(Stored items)
* * * * * * *
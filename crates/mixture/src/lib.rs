//! This library implements a weighted mixture of [ground-motion models](shakemix_gmpe).
//!
//! When several ground-motion prediction equations (GMPEs) are deemed relevant for
//! a tectonic region, their predictions are combined in a single model whose log mean
//! and log standard deviations at a site are the first two moments of the weighted
//! mixture of the constituent predictions:
//!
//! * `mean = sum_i w_i * mean_i`
//! * `stddev = sqrt(sum_i w_i * (mean_i^2 + stddev_i^2) - mean^2)`
//!
//! The mixture declares the capabilities derived from its constituents:
//! * the tectonic region they all share (models of different regions cannot be mixed),
//! * the union of their intensity measures: a constituent is queried even for an
//!   intensity measure it does not declare and decides how to handle it,
//! * the intersection of their standard deviation types,
//! * the union of their site, rupture and distance parameters.
//!
//! Predictions are given for the greater of the two horizontal components
//! ([TARGET_IMC]): constituent predictions made with another component convention
//! are converted by a [ComponentConverter](shakemix_gmpe::ComponentConverter)
//! before being mixed.
//!
//! # Implementation
//!
//! * Parameters follow the [linfa](https://docs.rs/linfa) `ParamGuard` pattern:
//!   [GmpeMixtureParams] is checked into [GmpeMixtureValidParams] which builds the [GmpeMixture].
//! * Constituents are evaluated in parallel using [rayon](https://docs.rs/rayon),
//!   results being mixed in constituent order.
//! * A [GmpeMixture] being a [GroundMotionModel](shakemix_gmpe::GroundMotionModel),
//!   mixtures can be nested.
//!
//! # Features
//!
//! ## serializable
//!
//! The `serializable` feature enables serialization of the model descriptors
//! based on [serde crate](https://serde.rs/).
//!
//! # Example
//!
//! ```
//! use shakemix_gmpe::*;
//! use shakemix_mixture::GmpeMixture;
//! use linfa::ParamGuard;
//! use ndarray::array;
//! use std::sync::Arc;
//!
//! let region = TectonicRegion::ActiveShallowCrust;
//! let caps = |imc| {
//!     ModelCapabilities::new(region, imc)
//!         .imts(ImtSpec::PGA | ImtSpec::SA)
//!         .stddev_types(StdDevSpec::TOTAL)
//!         .site_params(SiteParamSpec::VS30)
//!         .distances(DistanceSpec::RJB)
//! };
//! let models: Vec<Arc<dyn GroundMotionModel>> = vec![
//!     Arc::new(ConstantGmpe::new("A", caps(Imc::RotD50), 0.2f64.ln(), 0.6)),
//!     Arc::new(ConstantGmpe::new("B", caps(Imc::GreaterOfTwoHorizontal), 0.3f64.ln(), 0.7)),
//! ];
//! let converter = RatioConverter::new().factors(
//!     Imc::RotD50,
//!     Imc::GreaterOfTwoHorizontal,
//!     ConversionFactors::new(1.1, 1.0).expect("valid factors"),
//! );
//!
//! let mixture = GmpeMixture::params(models, &[0.5, 0.5])
//!     .converter(Arc::new(converter))
//!     .check()
//!     .expect("valid parameters")
//!     .build()
//!     .expect("compatible models");
//!
//! let (lnmu, lnsd) = mixture
//!     .evaluate(
//!         &SitesContext::new(array![760., 300.]),
//!         &RuptureContext::new(6.5),
//!         &DistancesContext::new().rjb(array![5., 30.]),
//!         Imt::Pga,
//!         &[StdDevType::Total],
//!     )
//!     .expect("mixture prediction");
//! assert_eq!(lnmu.len(), 2);
//! assert_eq!(lnsd[0].len(), 2);
//! ```
#![warn(missing_docs)]
#![warn(rustdoc::broken_intra_doc_links)]
mod algorithm;
mod errors;
mod parameters;

pub use algorithm::*;
pub use errors::*;
pub use parameters::*;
* * * * * * *
§ **What to work on**
Please restate each record exactly as it reads.

§ **Expected answer**
filename crates/mixture/src/lib.rs
//! This library implements a weighted mixture of [ground-motion models](shakemix_gmpe).
//!
//! When several ground-motion prediction equations (GMPEs) are deemed relevant for
//! a tectonic region, their predictions are combined in a single model whose log mean
//! and log standard deviations at a site are the first two moments of the weighted
//! mixture of the constituent predictions:
//!
//! * `mean = sum_i w_i * mean_i`
//! * `stddev = sqrt(sum_i w_i * (mean_i^2 + stddev_i^2) - mean^2)`
//!
//! The mixture declares the capabilities derived from its constituents:
//! * the tectonic region they all share (models of different regions cannot be mixed),
//! * the union of their intensity measures: a constituent is queried even for an
//!   intensity measure it does not declare and decides how to handle it,
//! * the intersection of their standard deviation types,
//! * the union of their site, rupture and distance parameters.
//!
//! Predictions are given for the greater of the two horizontal components
//! ([TARGET_IMC]): constituent predictions made with another component convention
//! are converted by a [ComponentConverter](shakemix_gmpe::ComponentConverter)
//! before being mixed.
//!
//! # Implementation
//!
//! * Parameters follow the [linfa](https://docs.rs/linfa) `ParamGuard` pattern:
//!   [GmpeMixtureParams] is checked into [GmpeMixtureValidParams] which builds the [GmpeMixture].
//! * Constituents are evaluated in parallel using [rayon](https://docs.rs/rayon),
//!   results being mixed in constituent order.
//! * A [GmpeMixture] being a [GroundMotionModel](shakemix_gmpe::GroundMotionModel),
//!   mixtures can be nested.
//!
//! # Features
//!
//! ## serializable
//!
//! The `serializable` feature enables serialization of the model descriptors
//! based on [serde crate](https://serde.rs/).
//!
//! # Example
//!
//! ```
//! use shakemix_gmpe::*;
//! use shakemix_mixture::GmpeMixture;
//! use linfa::ParamGuard;
//! use ndarray::array;
//! use std::sync::Arc;
//!
//! let region = TectonicRegion::ActiveShallowCrust;
//! let caps = |imc| {
//!     ModelCapabilities::new(region, imc)
//!         .imts(ImtSpec::PGA | ImtSpec::SA)
//!         .stddev_types(StdDevSpec::TOTAL)
//!         .site_params(SiteParamSpec::VS30)
//!         .distances(DistanceSpec::RJB)
//! };
//! let models: Vec<Arc<dyn GroundMotionModel>> = vec![
//!     Arc::new(ConstantGmpe::new("A", caps(Imc::RotD50), 0.2f64.ln(), 0.6)),
//!     Arc::new(ConstantGmpe::new("B", caps(Imc::GreaterOfTwoHorizontal), 0.3f64.ln(), 0.7)),
//! ];
//! let converter = RatioConverter::new().factors(
//!     Imc::RotD50,
//!     Imc::GreaterOfTwoHorizontal,
//!     ConversionFactors::new(1.1, 1.0).expect("valid factors"),
//! );
//!
//! let mixture = GmpeMixture::params(models, &[0.5, 0.5])
//!     .converter(Arc::new(converter))
//!     .check()
//!     .expect("valid parameters")
//!     .build()
//!     .expect("compatible models");
//!
//! let (lnmu, lnsd) = mixture
//!     .evaluate(
//!         &SitesContext::new(array![760., 300.]),
//!         &RuptureContext::new(6.5),
//!         &DistancesContext::new().rjb(array![5., 30.]),
//!         Imt::Pga,
//!         &[StdDevType::Total],
//!     )
//!     .expect("mixture prediction");
//! assert_eq!(lnmu.len(), 2);
//! assert_eq!(lnsd[0].len(), 2);
//! ```
#![warn(missing_docs)]
#![warn(rustdoc::broken_intra_doc_links)]
mod algorithm;
mod errors;
mod parameters;

pub use algorithm::*;
pub use errors::*;
pub use parameters::*;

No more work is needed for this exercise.